Il quadro di fondo – locale e nazionale – non è più quello del giugno 2019.

Fra malumori di alcuni e assenze mirate e strategiche di altri in consiglio comunale – come gli osservatori più acuti hanno già rilevato nell’ultima seduta – la situazione si indirizza verso il piano scosceso dell’imprevedibilità politica ed anche numerica, ovvero : della tenuta stessa della coalizione.

giunta comunale forlì

Ed oggi, in mattinata, a margine di una conferenza stampa in Comune a Bologna, il deputato di Fdi Galeazzo Bignami, ha parlato proprio della situazione forlivese.

“Fratelli d’Italia ha dato la propria disponibilità al sindaco, sia a livello consiliare sia a livello di Giunta, perché abbiamo idee e proposte per la città e le mettiamo a disposizione. Se il sindaco riterrà di avvalersene anche in Giunta, saremo contenti di dare il nostro contributo”: ha detto Bignami rispondendo all’agenzia ‘Dire’. “Abbiamo una classe dirigente all’altezza e le persone giuste, come ad esempio il nostro coordinatore comunale Marco Catalano. Se invece Zattini non riterrà di coinvolgerci, nonostante Fratelli d’Italia sia il primo partito del centrodestra a Bologna e in altre città dell’Emilia-Romagna non ne faremo un dramma. Ma… “: è in questa sospensione, in questa congiunzione avversativa, il passeggio chiave del pensiero di Galeazzo Bignami riportato dall’agenzia ‘Dire’.
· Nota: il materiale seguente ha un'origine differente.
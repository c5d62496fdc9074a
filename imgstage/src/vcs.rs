//! Version control information for the image's VCS label.

use crate::command_runner::{CommandOptions, CommandRunner};
use crate::error::CommandError;
use std::fmt;
use std::path::Path;

#[derive(Debug, Clone, Copy, PartialEq, Eq)]
pub enum VcsKind {
    Git,
    Hg,
}

impl VcsKind {
    /// Metadata directory at the repository root.
    fn marker(self) -> &'static str {
        match self {
            VcsKind::Git => ".git",
            VcsKind::Hg => ".hg",
        }
    }

    pub fn as_str(self) -> &'static str {
        match self {
            VcsKind::Git => "git",
            VcsKind::Hg => "hg",
        }
    }
}

impl fmt::Display for VcsKind {
    fn fmt(&self, f: &mut fmt::Formatter<'_>) -> fmt::Result {
        f.write_str(self.as_str())
    }
}

#[derive(Debug, Clone, PartialEq, Eq)]
pub struct VcsInfo {
    pub kind: VcsKind,
    /// Revision id, suffixed with `+` when the working copy has uncommitted changes.
    pub revision: String,
}

/// Find the repository `path` belongs to, looking upwards.
pub fn detect_kind(path: &Path) -> Option<VcsKind> {
    path.ancestors().find_map(|dir| {
        [VcsKind::Git, VcsKind::Hg]
            .into_iter()
            .find(|kind| dir.join(kind.marker()).exists())
    })
}

/// Revision info for the checkout at `path`, `None` when it is not under
/// version control.
pub fn describe(runner: &dyn CommandRunner, path: &Path) -> Result<Option<VcsInfo>, CommandError> {
    if !path.is_dir() {
        return Ok(None);
    }
    let Some(kind) = detect_kind(path) else {
        return Ok(None);
    };

    let options = CommandOptions::with_cwd(path);
    let revision = match kind {
        VcsKind::Git => {
            let head = capture(runner, "git", &["rev-parse", "HEAD"], &options)?;
            let status = capture(runner, "git", &["status", "--porcelain"], &options)?;
            if status.is_empty() {
                head
            } else {
                format!("{head}+")
            }
        }
        // `hg id -i` already appends `+` for a dirty working copy.
        VcsKind::Hg => capture(runner, "hg", &["id", "-i"], &options)?,
    };

    tracing::debug!(%kind, %revision, path = %path.display(), "found vcs info");
    Ok(Some(VcsInfo { kind, revision }))
}

fn capture(
    runner: &dyn CommandRunner,
    program: &str,
    args: &[&str],
    options: &CommandOptions,
) -> Result<String, CommandError> {
    let output = runner.run_output(program, args, options)?;
    if !output.status.success() {
        return Err(CommandError::Failed {
            program: program.to_string(),
            status: output.status.to_string(),
        });
    }
    Ok(String::from_utf8_lossy(&output.stdout).trim().to_string())
}
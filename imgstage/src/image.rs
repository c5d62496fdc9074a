//! Image naming and manifest assembly.

use crate::backend::Backend;
use crate::command_runner::CommandRunner;
use crate::config::StagingConfig;
use crate::error::ImageError;
use crate::platform::Platform;
use crate::vcs;
use imgstage_common::archive::IMAGE_EXTENSION;
use imgstage_common::{AcName, App, ImageManifest, Label};
use std::path::Path;

/// Project suffix meaning "any binary built under this path".
pub const ANY_BINARY_SUFFIX: &str = "/...";

/// `project` without a trailing `/...`.
pub fn strip_any_binary_suffix(project: &str) -> &str {
    project.strip_suffix(ANY_BINARY_SUFFIX).unwrap_or(project)
}

fn with_binary_suffix(project: &str, base: String, use_binary: Option<&str>) -> String {
    match use_binary {
        Some(binary) if project.ends_with(ANY_BINARY_SUFFIX) => format!("{base}-{binary}"),
        _ => base,
    }
}

/// Image name for `project`.
///
/// `example.com/tools/...` built with `--use-binary lint` becomes
/// `example.com/tools-lint`; anything else is used verbatim.
pub fn image_name(project: &str, use_binary: Option<&str>) -> String {
    let base = strip_any_binary_suffix(project).to_string();
    with_binary_suffix(project, base, use_binary)
}

/// File name of the image artifact, e.g. `tools-lint.aci`.
pub fn image_file_name(project: &str, use_binary: Option<&str>) -> String {
    let stripped = strip_any_binary_suffix(project);
    let base = Path::new(stripped)
        .file_name()
        .map(|name| name.to_string_lossy().into_owned())
        .unwrap_or_else(|| stripped.to_string());
    format!(
        "{}{IMAGE_EXTENSION}",
        with_binary_suffix(project, base, use_binary)
    )
}

/// Builds the manifest for a staged image.
pub struct ManifestAssembler<'a> {
    runner: &'a dyn CommandRunner,
    platform: Platform,
}

impl<'a> ManifestAssembler<'a> {
    pub fn new(runner: &'a dyn CommandRunner) -> Self {
        Self {
            runner,
            platform: Platform::current(),
        }
    }

    pub fn with_platform(mut self, platform: Platform) -> Self {
        self.platform = platform;
        self
    }

    pub fn assemble(
        &self,
        backend: &dyn Backend,
        config: &StagingConfig,
    ) -> Result<ImageManifest, ImageError> {
        let name = AcName::new(backend.image_name(config)).map_err(ImageError::InvalidName)?;
        let binary = backend.binary_name().ok_or(ImageError::MissingBinary)?;

        let mut manifest = ImageManifest::blank(name);
        manifest.app = Some(App {
            exec: entrypoint(binary, &config.exec),
            user: "0".to_string(),
            group: "0".to_string(),
        });
        manifest.labels = self.labels(backend);
        Ok(manifest)
    }

    fn labels(&self, backend: &dyn Backend) -> Vec<Label> {
        let mut labels = Vec::new();
        for (name, value) in [
            ("arch", self.platform.arch.as_label()),
            ("os", self.platform.os.as_label()),
        ] {
            match Label::new(name, value) {
                Ok(label) => labels.push(label),
                Err(err) => tracing::warn!(%err, "dropping label"),
            }
        }
        if let Some(label) = self.vcs_label(backend) {
            labels.push(label);
        }
        labels
    }

    /// A missing or broken VCS never fails the build; the label is just left out.
    fn vcs_label(&self, backend: &dyn Backend) -> Option<Label> {
        let repo = backend.repo_path()?;
        let info = match vcs::describe(self.runner, &repo) {
            Ok(Some(info)) => info,
            Ok(None) => {
                tracing::debug!(repo = %repo.display(), "project is not under version control");
                return None;
            }
            Err(err) => {
                tracing::warn!(%err, repo = %repo.display(), "failed to get vcs info");
                return None;
            }
        };
        match Label::new(info.kind.as_str(), info.revision) {
            Ok(label) => Some(label),
            Err(err) => {
                tracing::warn!(%err, "invalid vcs label");
                None
            }
        }
    }
}

fn entrypoint(binary: &str, args: &[String]) -> Vec<String> {
    std::iter::once(format!("/{binary}"))
        .chain(args.iter().cloned())
        .collect()
}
“Ma (in caso di un mancato rimpasto, ndr) non essendo in Giunta, dove vengono elaborate le proposte, faremo di volta in volta le nostre valutazioni in consiglio comunale nell’esclusivo interesse della città”: ha detto Bignami alla ‘Dire’.

Più o meno lo stesso messaggio che il sindaco Gian Luca Zattini dovrebbe aver memorizzato nelle recenti prese di posizione del gruppo di Davide Minutillo e nel veto posto da Lauro Biondi, capogruppo di Forza Italia, proprio sul nome di un esponente di FdI.

Per evitare lo stallo che si sta profilando – e che come SestoPotere avevamo già intravisto a inizio mese – a Zattini l’onere e l’onore di far passare dall’annuncio ai fatti quell’evocato rimpasto.

La via d’uscita più semplice?

Rinunciare ad uno degli attuali otto assessori e portare a nove la compagine di giunta, con due nuovi innesti rappresentativi di FdI e Centrodestra per Forlì (il gruppo di Minutillo).
In un colpo solo: consolidamento/ampliamento dell’esecutivo e rafforzamento della maggioranza.

Entro fine mese l’annuncio (?).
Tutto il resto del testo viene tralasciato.